In order not to be labelled as a non-cooperative jurisdiction by the EU Council, Hong Kong committed to addressing this concern by considering appropriate modifications and proposing legislative amendments by the end of 2018.
On 7 December 2018, the Hong Kong Government Gazette published new and self-contained provisions in the Inland Revenue Ordinance (Cap. 112) (IRO) that will allow all funds operating in Hong Kong, regardless of their location of central management and control, their size or the purpose that they serve, to enjoy profits tax exemption for transactions in specified assets subject to meeting certain conditions. The bill will be introduced into the Legislative Council on 12 December 2018, and when adopted, will come into operation on 1 April 2019.
Once the proposed amendments are adopted, more funds are expected to become eligible for enjoying tax exemption benefits in Hong Kong. This is a significant development that will create a level playing field for tax for all funds operating in Hong Kong, whether domiciled in or outside Hong Kong, and whether operating or managed in or from Hong Kong.
The change is expected to enhance Hong Kong’s position as an international asset and wealth management centre, and could attract more professional asset management and related services to be brought into and be carried out from Hong Kong.
Recent developments
Earlier this year, in the 2018-19 Budget Speech of the Financial Secretary, it was announced that the Government will review the existing tax concession arrangements applicable to the fund industry with regard to international requirements on tax co-operation. As such, the Financial Services and the Treasury Bureau (“FSTB”), together with the Inland Revenue Department (“IRD”), the Hong Kong Monetary Authority (“HKMA”) and the Securities and Futures Commission (“SFC”), have reviewed the current profits tax exemption regime and prepared a proposal for the legislator’s consideration.
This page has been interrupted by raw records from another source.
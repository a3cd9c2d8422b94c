// src/extractors/mod.rs
pub mod docx;

// Re-export key extraction types for convenience
pub use docx::{DocxExtractor, ExtractedText};
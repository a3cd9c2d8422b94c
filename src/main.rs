// src/main.rs
mod utils;
mod extractors;
mod parser;
mod storage;

use std::process::ExitCode;
use clap::Parser;
use utils::AppError;
use extractors::{DocxExtractor, ExtractedText};
use parser::{ExamItem, RecordParser};
use parser::records::DEFAULT_HEADER_LINES;
use storage::{RunSummary, StorageManager};

/// Blueprint document this tool was built around
const DEFAULT_INPUT_PATH: &str = "KISI-KISI TO TKA MATEMATIKA SMP KAB. BOGOR TIPE B.docx";
const DEFAULT_PREVIEW_LINES: usize = 30;

/// Command Line Interface for the exam blueprint (kisi-kisi) extractor
#[derive(Parser, Debug)]
#[command(author, version, about, long_about = None)]
struct Args {
    /// Path to the blueprint DOCX document
    #[arg(short, long, default_value = DEFAULT_INPUT_PATH)]
    input: String,

    /// Output directory for the parsed JSON files
    #[arg(short, long, default_value = ".")]
    output_dir: String,

    /// Number of leading template lines to skip before parsing
    #[arg(long, default_value_t = DEFAULT_HEADER_LINES)]
    header_lines: usize,

    /// Number of extracted lines to print for inspection
    #[arg(long, default_value_t = DEFAULT_PREVIEW_LINES)]
    preview: usize,

    /// Also save the raw extracted lines to extracted_content.json
    #[arg(short, long)]
    dump_lines: bool,
}

fn main() -> ExitCode {
    // 1. Setup Logging (reads RUST_LOG env var)
    utils::logging::setup_logging();

    // 2. Parse CLI Arguments
    let args = Args::parse();
    tracing::info!("Starting processing for args: {:?}", args);

    match run(&args) {
        Ok(()) => ExitCode::SUCCESS,
        Err(e) => {
            tracing::error!("Run failed: {}", e);
            eprintln!("{}", failure_message(&e));
            ExitCode::FAILURE
        }
    }
}

/// Fatal errors are reported through their display text.
fn failure_message(error: &AppError) -> String {
    format!("Error: {}", error)
}

fn run(args: &Args) -> Result<(), AppError> {
    // 3. Initialize storage
    let storage = StorageManager::new(&args.output_dir)?;

    // 4. Extract text lines from the document
    let extracted = DocxExtractor::new().extract_file(&args.input)?;
    print_line_preview(&extracted, args.preview);

    if args.dump_lines {
        storage.save_extracted_lines(&extracted.lines)?;
    }

    // 5. Regroup lines into exam items
    let record_parser = RecordParser::with_header_lines(args.header_lines);
    let records = record_parser.parse(&extracted.lines);
    let complete_record_count = records.iter().filter(|record| record.has_metadata()).count();
    tracing::info!(
        "Parsed {} items ({} with a complete metadata block)",
        records.len(),
        complete_record_count
    );

    // 6. Persist results
    storage.save_records(&records)?;
    storage.save_run_metadata(&RunSummary {
        source: args.input.clone(),
        line_count: extracted.lines.len(),
        paragraph_count: extracted.paragraph_count,
        table_cell_count: extracted.table_cell_count,
        header_lines: record_parser.header_lines(),
        record_count: records.len(),
        complete_record_count,
    })?;

    print_record_preview(&records)?;

    tracing::info!("Processing finished.");
    Ok(())
}

fn print_line_preview(extracted: &ExtractedText, limit: usize) {
    println!("Extracted {} lines", extracted.lines.len());
    if limit == 0 || extracted.lines.is_empty() {
        return;
    }

    println!("\nFirst {} lines:", limit.min(extracted.lines.len()));
    for (index, line) in extracted.lines.iter().take(limit).enumerate() {
        println!("{}. {}", index + 1, line);
    }
}

fn print_record_preview(records: &[ExamItem]) -> Result<(), AppError> {
    println!("\nParsed {} questions", records.len());
    if let Some(sample) = records.first() {
        println!("\nSample question:");
        println!("{}", serde_json::to_string_pretty(sample)?);
    }
    Ok(())
}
On 5 November 2018, the FSTB presented its proposal to Hong Kong Legislative Council with a view to addressing the ring-fencing concerns of the EU. Subsequently, as advised by the Executive Council and ordered by the Chief Executive on 4 December 2018, the Inland Revenue (Profits Tax Exemption for Funds) (Amendment) Bill 2018 (the “Bill”) was published in the Gazette on 7 December 2018.
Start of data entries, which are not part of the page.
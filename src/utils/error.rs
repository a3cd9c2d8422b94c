// src/utils/error.rs
use thiserror::Error;

// Define specific error types for different parts of the application
#[derive(Error, Debug)]
pub enum ExtractError {
    #[error("I/O error: {0}")]
    Io(#[from] std::io::Error), // Missing or unreadable document

    #[error("Not a readable DOCX package: {0}")]
    Archive(#[from] zip::result::ZipError),

    #[error("Document part missing from package: {0}")]
    MissingPart(String),

    #[error("Malformed document XML: {0}")]
    Xml(#[from] roxmltree::Error),

    #[error("Unexpected document structure: {0}")]
    Structure(String),
}

#[derive(Error, Debug)]
pub enum StorageError {
    #[error("I/O error: {0}")]
    IoError(#[from] std::io::Error),

    #[error("Serialization error: {0}")]
    SerializationError(String),
}

#[derive(Error, Debug)]
pub enum AppError {
    #[error("Extraction failed: {0}")]
    Extraction(#[from] ExtractError),

    #[error("Storage error: {0}")]
    Storage(#[from] StorageError),

    #[error("Output formatting failed: {0}")]
    Format(#[from] serde_json::Error),
}
// src/parser/mod.rs
pub mod records;

pub use records::{ExamItem, RecordParser};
Current tax exemption for funds
Broadly speaking, under the current law, the potential applicability of the profits tax exemption with respect to funds can be categorised as follows:
Type of fund |
Offshore |
Onshore |
Public offered |
Tax exempt as an authorised fund |
Tax exempt as an authorised fund |
Privately offered |
Offshore funds and offshore private equity funds investing in overseas private companies are potentially tax exempt |
(Only) open-ended fund companies (“OFC”) are potentially tax exempt |
As noted by the Council of the EU, Hong Kong applies profits tax exemption only to offshore funds and offshore private equity funds, which requires such funds to have the central management and control outside Hong Kong, and to not carry on any business in Hong Kong other than “specified transactions” and incidental transactions relating thereto.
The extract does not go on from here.